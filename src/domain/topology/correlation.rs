use crate::domain::series::frame::SeriesFrame;
use crate::domain::utils::id::CellId;
use crate::domain::utils::statistics::pearson;
use crate::error::{Error, Result};

/// Symmetric matrix of pairwise packet loss correlations. Row and column
/// order follow `cells()`.
#[derive(Debug, Clone, PartialEq)]
pub struct CorrelationMatrix {
    cells: Vec<CellId>,
    values: Vec<Vec<f64>>,
}

impl CorrelationMatrix {
    pub fn from_frame(frame: &SeriesFrame) -> Self {
        let columns: Vec<(&CellId, &[f64])> = frame.loss_columns().collect();
        let n = columns.len();

        let mut values = vec![vec![0.0; n]; n];
        for i in 0..n {
            values[i][i] = 1.0;
            for j in (i + 1)..n {
                let r = pearson(columns[i].1, columns[j].1);
                values[i][j] = r;
                values[j][i] = r;
            }
        }

        Self { cells: columns.into_iter().map(|(cell, _)| cell.clone()).collect(), values }
    }

    /// Builds a matrix from precomputed values; non-finite entries are
    /// stored as `0.0`.
    ///
    /// Fails with [`Error::InvalidConfiguration`] unless `values` is square
    /// with one row per cell.
    pub fn from_values(cells: Vec<CellId>, values: Vec<Vec<f64>>) -> Result<Self> {
        let n = cells.len();
        if values.len() != n || values.iter().any(|row| row.len() != n) {
            return Err(Error::InvalidConfiguration(format!("correlation matrix must be {0}x{0} for {0} cells", n)));
        }
        let values = values.into_iter().map(|row| row.into_iter().map(|v| if v.is_finite() { v } else { 0.0 }).collect()).collect();
        Ok(Self { cells, values })
    }

    pub fn cells(&self) -> &[CellId] {
        &self.cells
    }

    pub fn len(&self) -> usize {
        self.cells.len()
    }

    pub fn is_empty(&self) -> bool {
        self.cells.is_empty()
    }

    pub fn get(&self, i: usize, j: usize) -> f64 {
        self.values[i][j]
    }

    pub fn rows(&self) -> &[Vec<f64>] {
        &self.values
    }
}
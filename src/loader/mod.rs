pub mod aligned_table;
pub mod parser;
pub mod topology_table;
pub mod trace_reader;
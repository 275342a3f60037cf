use std::collections::HashSet;

use crate::api::config_dto::AnalysisConfigDto;
use crate::domain::utils::id::{CellId, LinkId};
use crate::error::{Error, Result};

/// Duration of one OFDM symbol; converts raw per-symbol kilobit counters
/// into a rate.
pub const SYMBOL_DURATION_SEC: f64 = 35.7e-6;

/// Slot duration of the leaky-bucket simulator (500 µs).
pub const SLOT_DURATION_SEC: f64 = 0.0005;

/// Buffer budget of a leaf switch: four symbols.
pub const DEFAULT_BUFFER_TIME_SEC: f64 = 143e-6;

/// Drop rate above which a link counts as congested.
pub const MAX_DROP_RATE: f64 = 0.01;

#[derive(Debug, Clone, PartialEq)]
pub struct AlignerConfig {
    pub symbol_duration_sec: f64,
    /// Lower bound of the spike cutoff, in raw kilobit units.
    pub spike_floor_kbits: f64,
    pub spike_median_factor: f64,
    pub spike_mean_factor: f64,
    /// The shift grid spans `[-max_shift_sec, +max_shift_sec]`.
    pub max_shift_sec: f64,
    pub shift_step_sec: f64,
}

impl Default for AlignerConfig {
    fn default() -> Self {
        Self {
            symbol_duration_sec: SYMBOL_DURATION_SEC,
            spike_floor_kbits: 100.0,
            spike_median_factor: 10.0,
            spike_mean_factor: 5.0,
            max_shift_sec: 1.5,
            shift_step_sec: 0.05,
        }
    }
}

impl AlignerConfig {
    /// Candidate shifts in ascending order, e.g. 61 values from -1.5 s to
    /// +1.5 s for the defaults.
    pub fn shift_grid(&self) -> Vec<f64> {
        let count = (2.0 * self.max_shift_sec / self.shift_step_sec).round() as usize + 1;
        if count == 1 {
            return vec![0.0];
        }
        let span = 2.0 * self.max_shift_sec;
        (0..count).map(|k| -self.max_shift_sec + span * k as f64 / (count - 1) as f64).collect()
    }
}

/// A-priori knowledge that `cell` hangs off `link`. Lower `priority` values
/// are processed first.
#[derive(Debug, Clone, PartialEq)]
pub struct LinkAnchor {
    pub cell: CellId,
    pub link: LinkId,
    pub priority: u32,
}

impl LinkAnchor {
    pub fn new(cell: impl Into<String>, link: u32, priority: u32) -> Self {
        Self { cell: CellId::new(cell), link: LinkId::new(link), priority }
    }
}

#[derive(Debug, Clone, PartialEq)]
pub struct TopologyConfig {
    /// Decimal places kept when snapping timestamps onto the master axis.
    pub timestamp_precision: u32,
    pub threshold_high: f64,
    pub threshold_low: f64,
    pub threshold_step: f64,
    pub target_components: usize,
    pub anchors: Vec<LinkAnchor>,
    /// Link that absorbs every component no anchor claims.
    pub residual_link: LinkId,
}

impl Default for TopologyConfig {
    fn default() -> Self {
        Self {
            timestamp_precision: 4,
            threshold_high: 0.95,
            threshold_low: 0.20,
            threshold_step: 0.05,
            target_components: 3,
            anchors: vec![LinkAnchor::new("1", 2, 0), LinkAnchor::new("2", 3, 1)],
            residual_link: LinkId::new(1),
        }
    }
}

impl TopologyConfig {
    /// Thresholds from strict to loose. The high bound is included, the low
    /// bound is not: the defaults give 0.95, 0.90, ..., 0.25. A degenerate
    /// range still yields the high bound alone.
    pub fn threshold_sweep(&self) -> Vec<f64> {
        let steps = ((self.threshold_high - self.threshold_low) / self.threshold_step - 1e-9).ceil().max(1.0) as usize;
        (0..steps).map(|k| self.threshold_high - k as f64 * self.threshold_step).collect()
    }

    /// Anchors in processing order: ascending priority, declaration order
    /// breaking ties.
    pub fn anchors_by_priority(&self) -> Vec<&LinkAnchor> {
        let mut anchors: Vec<&LinkAnchor> = self.anchors.iter().collect();
        anchors.sort_by_key(|anchor| anchor.priority);
        anchors
    }
}

#[derive(Debug, Clone, PartialEq)]
pub struct SimulationConfig {
    pub slot_duration_sec: f64,
    pub max_drop_rate: f64,
    pub buffer_time_sec: f64,
}

impl Default for SimulationConfig {
    fn default() -> Self {
        Self { slot_duration_sec: SLOT_DURATION_SEC, max_drop_rate: MAX_DROP_RATE, buffer_time_sec: DEFAULT_BUFFER_TIME_SEC }
    }
}

#[derive(Debug, Clone, PartialEq)]
pub struct OptimizerConfig {
    pub iterations: u32,
    /// Upper search bound as a multiple of the peak load.
    pub headroom_factor: f64,
    pub sla_drop_rate: f64,
}

impl Default for OptimizerConfig {
    fn default() -> Self {
        Self { iterations: 15, headroom_factor: 1.5, sla_drop_rate: MAX_DROP_RATE }
    }
}

#[derive(Debug, Clone, PartialEq)]
pub struct FinancialConfig {
    pub cost_per_gbps: f64,
}

impl Default for FinancialConfig {
    fn default() -> Self {
        Self { cost_per_gbps: 50.0 }
    }
}

#[derive(Debug, Clone, Default, PartialEq)]
pub struct AnalysisConfig {
    pub aligner: AlignerConfig,
    pub topology: TopologyConfig,
    pub simulation: SimulationConfig,
    pub optimizer: OptimizerConfig,
    pub financial: FinancialConfig,
}

impl AnalysisConfig {
    /// Overlays the values present in `dto` on the defaults and validates
    /// the result.
    pub fn from_dto(dto: AnalysisConfigDto) -> Result<Self> {
        let mut config = AnalysisConfig::default();

        let a = dto.aligner;
        let aligner = &mut config.aligner;
        overlay(&mut aligner.symbol_duration_sec, a.symbol_duration_sec);
        overlay(&mut aligner.spike_floor_kbits, a.spike_floor_kbits);
        overlay(&mut aligner.spike_median_factor, a.spike_median_factor);
        overlay(&mut aligner.spike_mean_factor, a.spike_mean_factor);
        overlay(&mut aligner.max_shift_sec, a.max_shift_sec);
        overlay(&mut aligner.shift_step_sec, a.shift_step_sec);

        let t = dto.topology;
        let topology = &mut config.topology;
        overlay(&mut topology.timestamp_precision, t.timestamp_precision);
        overlay(&mut topology.threshold_high, t.threshold_high);
        overlay(&mut topology.threshold_low, t.threshold_low);
        overlay(&mut topology.threshold_step, t.threshold_step);
        overlay(&mut topology.target_components, t.target_components);
        if let Some(anchors) = t.anchors {
            topology.anchors = anchors.into_iter().map(|a| LinkAnchor::new(a.cell_id, a.link_id, a.priority)).collect();
        }
        overlay(&mut topology.residual_link, t.residual_link.map(LinkId::new));

        let s = dto.simulation;
        overlay(&mut config.simulation.slot_duration_sec, s.slot_duration_sec);
        overlay(&mut config.simulation.max_drop_rate, s.max_drop_rate);
        overlay(&mut config.simulation.buffer_time_sec, s.buffer_time_sec);

        let o = dto.optimizer;
        overlay(&mut config.optimizer.iterations, o.iterations);
        overlay(&mut config.optimizer.headroom_factor, o.headroom_factor);
        overlay(&mut config.optimizer.sla_drop_rate, o.sla_drop_rate);

        overlay(&mut config.financial.cost_per_gbps, dto.financial.cost_per_gbps);

        config.validate()?;
        Ok(config)
    }

    /// Rejects structurally invalid configurations before any computation
    /// starts.
    pub fn validate(&self) -> Result<()> {
        let a = &self.aligner;
        require_positive("aligner.symbolDurationSec", a.symbol_duration_sec)?;
        require_non_negative("aligner.spikeFloorKbits", a.spike_floor_kbits)?;
        require_non_negative("aligner.spikeMedianFactor", a.spike_median_factor)?;
        require_non_negative("aligner.spikeMeanFactor", a.spike_mean_factor)?;
        require_non_negative("aligner.maxShiftSec", a.max_shift_sec)?;
        require_positive("aligner.shiftStepSec", a.shift_step_sec)?;

        let t = &self.topology;
        require_finite("topology.thresholdHigh", t.threshold_high)?;
        require_finite("topology.thresholdLow", t.threshold_low)?;
        require_positive("topology.thresholdStep", t.threshold_step)?;
        if t.threshold_low > t.threshold_high {
            return Err(invalid(format!("topology.thresholdLow ({}) exceeds thresholdHigh ({})", t.threshold_low, t.threshold_high)));
        }
        if t.target_components < 1 {
            return Err(invalid("topology.targetComponents must be at least 1".to_string()));
        }
        if t.timestamp_precision > 9 {
            return Err(invalid(format!("topology.timestampPrecision ({}) must not exceed 9", t.timestamp_precision)));
        }
        if t.residual_link.get() < 1 {
            return Err(invalid("topology.residualLink must be a positive link id".to_string()));
        }
        let mut seen_cells = HashSet::new();
        for anchor in &t.anchors {
            if anchor.link.get() < 1 {
                return Err(invalid(format!("anchor for cell '{}' has non-positive link id", anchor.cell)));
            }
            if !seen_cells.insert(anchor.cell.clone()) {
                return Err(invalid(format!("cell '{}' is anchored more than once", anchor.cell)));
            }
        }

        let s = &self.simulation;
        require_positive("simulation.slotDurationSec", s.slot_duration_sec)?;
        require_rate("simulation.maxDropRate", s.max_drop_rate)?;
        require_non_negative("simulation.bufferTimeSec", s.buffer_time_sec)?;

        let o = &self.optimizer;
        if o.iterations == 0 {
            return Err(invalid("optimizer.iterations must be at least 1".to_string()));
        }
        require_finite("optimizer.headroomFactor", o.headroom_factor)?;
        if o.headroom_factor < 1.0 {
            return Err(invalid(format!("optimizer.headroomFactor ({}) must be at least 1", o.headroom_factor)));
        }
        require_rate("optimizer.slaDropRate", o.sla_drop_rate)?;

        require_non_negative("financial.costPerGbps", self.financial.cost_per_gbps)?;

        Ok(())
    }
}

fn overlay<T>(target: &mut T, value: Option<T>) {
    if let Some(value) = value {
        *target = value;
    }
}

fn invalid(message: String) -> Error {
    Error::InvalidConfiguration(message)
}

fn require_finite(name: &str, value: f64) -> Result<()> {
    if value.is_finite() { Ok(()) } else { Err(invalid(format!("{} must be finite, got {}", name, value))) }
}

fn require_positive(name: &str, value: f64) -> Result<()> {
    require_finite(name, value)?;
    if value > 0.0 { Ok(()) } else { Err(invalid(format!("{} must be positive, got {}", name, value))) }
}

fn require_non_negative(name: &str, value: f64) -> Result<()> {
    require_finite(name, value)?;
    if value >= 0.0 { Ok(()) } else { Err(invalid(format!("{} must not be negative, got {}", name, value))) }
}

fn require_rate(name: &str, value: f64) -> Result<()> {
    require_finite(name, value)?;
    if (0.0..=1.0).contains(&value) { Ok(()) } else { Err(invalid(format!("{} must lie in [0, 1], got {}", name, value))) }
}
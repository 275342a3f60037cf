use fronthaul_capacity::domain::config::{DEFAULT_BUFFER_TIME_SEC, SLOT_DURATION_SEC, SimulationConfig};
use fronthaul_capacity::domain::simulator::{LeakyBucket, drop_rate, simulate};

use proptest::prelude::*;

#[test]
fn test_empty_input_has_no_drops() {
    let result = simulate(10.0, &[], DEFAULT_BUFFER_TIME_SEC);

    assert_eq!(result.drop_rate, 0.0);
    assert!(!result.congested);
}

#[test]
fn test_idle_input_has_no_drops_even_at_zero_capacity() {
    let result = simulate(0.0, &[0.0; 100], DEFAULT_BUFFER_TIME_SEC);

    assert_eq!(result.drop_rate, 0.0);
}

#[test]
fn test_zero_capacity_drops_everything() {
    let result = simulate(0.0, &[1.0, 2.0, 3.0], DEFAULT_BUFFER_TIME_SEC);

    assert_eq!(result.drop_rate, 1.0);
    assert!(result.congested);
}

#[test]
fn test_burst_without_buffer_drops_the_excess() {
    // 2 Gbps for one slot into a 1 Gbps link: half the bits overflow.
    let rate = drop_rate(1.0, &[2.0, 0.0], 0.0, SLOT_DURATION_SEC);

    assert!((rate - 0.5).abs() < 1e-12, "Expected half the burst dropped, got {}", rate);
}

#[test]
fn test_buffer_absorbs_short_burst() {
    // One slot worth of excess fits exactly into a one-slot buffer.
    let rate = drop_rate(1.0, &[2.0, 0.0], SLOT_DURATION_SEC, SLOT_DURATION_SEC);

    assert_eq!(rate, 0.0);
}

#[test]
fn test_congestion_flag_uses_configured_limit() {
    let strict = LeakyBucket::from(&SimulationConfig { max_drop_rate: 0.0, ..SimulationConfig::default() });
    let lenient = LeakyBucket::from(&SimulationConfig { max_drop_rate: 0.6, ..SimulationConfig::default() });

    assert!(strict.simulate(1.0, &[2.0, 0.0], 0.0).congested);
    assert!(!lenient.simulate(1.0, &[2.0, 0.0], 0.0).congested);
}

fn load_strategy() -> impl Strategy<Value = Vec<f64>> {
    prop::collection::vec(0.0f64..50.0, 1..300)
}

proptest! {
    #![proptest_config(ProptestConfig::with_cases(200))]

    #[test]
    fn prop_capacity_at_peak_never_drops(load in load_strategy(), headroom in 0.0f64..10.0, buffer in 0.0f64..0.001) {
        let peak = load.iter().cloned().fold(0.0, f64::max);

        let result = simulate(peak + headroom, &load, buffer);

        prop_assert_eq!(result.drop_rate, 0.0);
        prop_assert!(!result.congested);
    }

    #[test]
    fn prop_zero_capacity_drops_all_positive_input(load in load_strategy(), buffer in 0.0f64..0.001) {
        prop_assume!(load.iter().any(|v| *v > 0.0));

        let result = simulate(0.0, &load, buffer);

        prop_assert_eq!(result.drop_rate, 1.0);
        prop_assert!(result.congested);
    }

    #[test]
    fn prop_drop_rate_is_a_fraction(load in load_strategy(), capacity in 0.0f64..60.0, buffer in 0.0f64..0.001) {
        let rate = simulate(capacity, &load, buffer).drop_rate;

        prop_assert!((0.0..=1.0).contains(&rate), "drop rate {} outside [0, 1]", rate);
    }

    #[test]
    fn prop_more_capacity_never_drops_more(load in load_strategy(), low in 0.0f64..50.0, extra in 0.0f64..20.0, buffer in 0.0f64..0.001) {
        let tight = simulate(low, &load, buffer).drop_rate;
        let loose = simulate(low + extra, &load, buffer).drop_rate;

        prop_assert!(loose <= tight + 1e-9, "capacity {} drops {} but capacity {} drops {}", low, tight, low + extra, loose);
    }

    #[test]
    fn prop_larger_buffer_never_drops_more(load in load_strategy(), capacity in 0.0f64..50.0, buffer in 0.0f64..0.001, extra in 0.0f64..0.001) {
        let small = simulate(capacity, &load, buffer).drop_rate;
        let large = simulate(capacity, &load, buffer + extra).drop_rate;

        prop_assert!(large <= small + 1e-9);
    }
}
use crate::domain::utils::id::CellId;
use crate::error::{Error, Result};

pub mod frame;

/// Aligned throughput and packet loss of one cell on a shared timestamp
/// axis. Immutable once built.
#[derive(Debug, Clone, PartialEq)]
pub struct CellSeries {
    cell: CellId,
    timestamps: Vec<f64>,
    throughput_gbps: Vec<f64>,
    packet_loss: Vec<f64>,
}

impl CellSeries {
    /// Builds a series, checking that all three columns have the same
    /// length and that packet loss is non-negative.
    pub fn new(cell: CellId, timestamps: Vec<f64>, throughput_gbps: Vec<f64>, packet_loss: Vec<f64>) -> Result<Self> {
        if timestamps.len() != throughput_gbps.len() || timestamps.len() != packet_loss.len() {
            return Err(Error::InvalidSeries {
                cell: cell.to_string(),
                reason: format!(
                    "column lengths differ (timestamps {}, throughput {}, packet loss {})",
                    timestamps.len(),
                    throughput_gbps.len(),
                    packet_loss.len()
                ),
            });
        }
        if let Some(bad) = packet_loss.iter().find(|v| v.is_nan() || **v < 0.0) {
            return Err(Error::InvalidSeries { cell: cell.to_string(), reason: format!("packet loss must be non-negative, found {}", bad) });
        }

        Ok(Self { cell, timestamps, throughput_gbps, packet_loss })
    }

    pub fn cell(&self) -> &CellId {
        &self.cell
    }

    pub fn timestamps(&self) -> &[f64] {
        &self.timestamps
    }

    pub fn throughput_gbps(&self) -> &[f64] {
        &self.throughput_gbps
    }

    pub fn packet_loss(&self) -> &[f64] {
        &self.packet_loss
    }

    pub fn len(&self) -> usize {
        self.timestamps.len()
    }

    pub fn is_empty(&self) -> bool {
        self.timestamps.is_empty()
    }

    /// Iterates `(timestamp, gbps, packet_loss)` rows.
    pub fn rows(&self) -> impl Iterator<Item = (f64, f64, f64)> + '_ {
        self.timestamps.iter().zip(&self.throughput_gbps).zip(&self.packet_loss).map(|((t, g), l)| (*t, *g, *l))
    }
}
use crate::domain::utils::statistics::{interp_zero_fill, pearson};

/// Winning candidate of the cross-correlation search.
#[derive(Debug, Clone, Copy, PartialEq)]
pub struct ShiftEstimate {
    pub shift_sec: f64,
    pub correlation: f64,
}

/// Samples the loss trace at `target + shift` for every target timestamp.
/// Targets falling outside the loss trace read as zero loss.
pub fn resample_loss(targets: &[f64], loss_timestamps: &[f64], loss: &[f64], shift_sec: f64) -> Vec<f64> {
    targets.iter().map(|t| interp_zero_fill(t + shift_sec, loss_timestamps, loss)).collect()
}

/// Tries every shift of `grid` in order and keeps the one whose resampled
/// loss correlates best with the throughput. Ties go to the earlier
/// candidate.
pub fn estimate_shift(throughput_timestamps: &[f64], throughput: &[f64], loss_timestamps: &[f64], loss: &[f64], grid: &[f64]) -> ShiftEstimate {
    let mut best: Option<ShiftEstimate> = None;

    for &shift_sec in grid {
        let resampled = resample_loss(throughput_timestamps, loss_timestamps, loss, shift_sec);
        let correlation = pearson(throughput, &resampled);

        if best.is_none_or(|b| correlation > b.correlation) {
            best = Some(ShiftEstimate { shift_sec, correlation });
        }
    }

    best.unwrap_or(ShiftEstimate { shift_sec: 0.0, correlation: 0.0 })
}
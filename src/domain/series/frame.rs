use std::collections::{BTreeMap, BTreeSet, HashMap};

use crate::domain::series::CellSeries;
use crate::domain::utils::id::CellId;

/// All cells reindexed onto one master timestamp axis.
///
/// Every value array has exactly `timestamps().len()` entries. Slots a
/// cell never reported are filled with `0.0`: absence of data is read as
/// absence of activity.
#[derive(Debug, Clone, Default)]
pub struct SeriesFrame {
    timestamps: Vec<f64>,
    throughput: BTreeMap<CellId, Vec<f64>>,
    loss: BTreeMap<CellId, Vec<f64>>,
}

impl SeriesFrame {
    /// Snaps every timestamp to `precision` decimal places, keeps the first
    /// sample per snapped timestamp within a cell and builds the sorted
    /// union of all snapped timestamps as the master axis.
    pub fn reindex(series: &[CellSeries], precision: u32) -> Self {
        let scale = 10f64.powi(precision as i32);
        let to_tick = |t: f64| (t * scale).round() as i64;

        let mut per_cell: BTreeMap<CellId, Vec<(i64, f64, f64)>> = BTreeMap::new();
        let mut all_ticks: BTreeSet<i64> = BTreeSet::new();

        for cell_series in series {
            if per_cell.contains_key(cell_series.cell()) {
                log::warn!("Cell {} supplied more than once; keeping the first series.", cell_series.cell());
                continue;
            }

            let mut seen: BTreeSet<i64> = BTreeSet::new();
            let mut rows = Vec::with_capacity(cell_series.len());
            let mut duplicates = 0usize;
            for (t, gbps, loss) in cell_series.rows() {
                let tick = to_tick(t);
                if seen.insert(tick) {
                    rows.push((tick, gbps, loss));
                } else {
                    duplicates += 1;
                }
            }
            if duplicates > 0 {
                log::debug!("Cell {}: {} samples collapsed onto an existing timestamp after rounding.", cell_series.cell(), duplicates);
            }

            all_ticks.extend(rows.iter().map(|(tick, _, _)| *tick));
            per_cell.insert(cell_series.cell().clone(), rows);
        }

        let ticks: Vec<i64> = all_ticks.into_iter().collect();
        let position: HashMap<i64, usize> = ticks.iter().enumerate().map(|(i, tick)| (*tick, i)).collect();

        let mut throughput = BTreeMap::new();
        let mut loss = BTreeMap::new();
        for (cell, rows) in per_cell {
            let mut thr_column = vec![0.0; ticks.len()];
            let mut loss_column = vec![0.0; ticks.len()];
            for (tick, gbps, packet_loss) in rows {
                let slot = position[&tick];
                thr_column[slot] = gbps;
                loss_column[slot] = packet_loss;
            }
            throughput.insert(cell.clone(), thr_column);
            loss.insert(cell, loss_column);
        }

        let timestamps = ticks.into_iter().map(|tick| tick as f64 / scale).collect();

        Self { timestamps, throughput, loss }
    }

    pub fn timestamps(&self) -> &[f64] {
        &self.timestamps
    }

    /// Cells in ascending id order.
    pub fn cells(&self) -> impl Iterator<Item = &CellId> {
        self.throughput.keys()
    }

    pub fn cell_count(&self) -> usize {
        self.throughput.len()
    }

    pub fn contains(&self, cell: &CellId) -> bool {
        self.throughput.contains_key(cell)
    }

    pub fn throughput(&self, cell: &CellId) -> Option<&[f64]> {
        self.throughput.get(cell).map(Vec::as_slice)
    }

    pub fn loss(&self, cell: &CellId) -> Option<&[f64]> {
        self.loss.get(cell).map(Vec::as_slice)
    }

    /// Loss columns in ascending cell order.
    pub fn loss_columns(&self) -> impl Iterator<Item = (&CellId, &[f64])> {
        self.loss.iter().map(|(cell, values)| (cell, values.as_slice()))
    }
}
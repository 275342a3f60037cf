use chrono::Local;
use fern::Dispatch;
use log::LevelFilter;
use std::fs;

const LOG_DIR: &str = "logs";
const LOG_FILE: &str = "fronthaul_capacity.log";

/// Initializes the global logger.
///
/// Log level is controlled by the `RUST_LOG` environment variable and
/// defaults to `info`. Records go to stderr (coloured) and to
/// `logs/fronthaul_capacity.log`.
///
/// Calling this more than once is harmless; later calls leave the
/// first dispatcher in place.
pub fn init() {
    if let Err(e) = fs::create_dir_all(LOG_DIR) {
        eprintln!("Failed to create log directory at '{}': {}", LOG_DIR, e);
    }

    let log_file_path = format!("{}/{}", LOG_DIR, LOG_FILE);

    let log_level = std::env::var("RUST_LOG").unwrap_or_else(|_| "info".to_string());
    let log_level_filter = log_level.parse::<LevelFilter>().unwrap_or(LevelFilter::Info);

    let base_config = Dispatch::new().level(log_level_filter).level_for("serde", LevelFilter::Warn).level_for("csv", LevelFilter::Warn);

    let console_config = Dispatch::new()
        .format(|out, message, record| {
            let colors = fern::colors::ColoredLevelConfig::new()
                .error(fern::colors::Color::Red)
                .warn(fern::colors::Color::Yellow)
                .info(fern::colors::Color::Green)
                .debug(fern::colors::Color::Blue)
                .trace(fern::colors::Color::BrightBlack);

            out.finish(format_args!(
                "[{} {} {}] {}",
                Local::now().format("%Y-%m-%d %H:%M:%S"),
                colors.color(record.level()),
                record.target(),
                message
            ))
        })
        .chain(std::io::stderr());

    let base_config = base_config.chain(console_config);

    // Console only if the log file cannot be opened.
    let base_config = match fern::log_file(&log_file_path) {
        Ok(file) => base_config.chain(
            Dispatch::new()
                .format(|out, message, record| {
                    out.finish(format_args!("[{} {} {}] {}", Local::now().format("%Y-%m-%d %H:%M:%S"), record.level(), record.target(), message))
                })
                .chain(file),
        ),
        Err(e) => {
            eprintln!("Failed to open log file '{}': {}", log_file_path, e);
            base_config
        }
    };

    match base_config.apply() {
        Ok(()) => log::info!("Logger initialized. Logging to console and '{}'.", log_file_path),
        Err(e) => log::debug!("Logger already initialized: {}", e),
    }
}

++++

WHAT YOU SHOULD DO
Return only the lines of the records in which the string "domain" appears.

YOUR SOLUTION
filename src/domain/topology/correlation.rs
use crate::domain::series::frame::SeriesFrame;
use crate::domain::utils::id::CellId;
use crate::domain::utils::statistics::pearson;
use crate::domain::utils::id::{CellId, LinkId};
use fronthaul_capacity::domain::config::{DEFAULT_BUFFER_TIME_SEC, SLOT_DURATION_SEC, SimulationConfig};
use fronthaul_capacity::domain::simulator::{LeakyBucket, drop_rate, simulate};
use crate::domain::utils::id::CellId;
use crate::domain::utils::statistics::{interp_zero_fill, pearson};
filename src/domain/series/frame.rs
use crate::domain::series::CellSeries;
use crate::domain::utils::id::CellId;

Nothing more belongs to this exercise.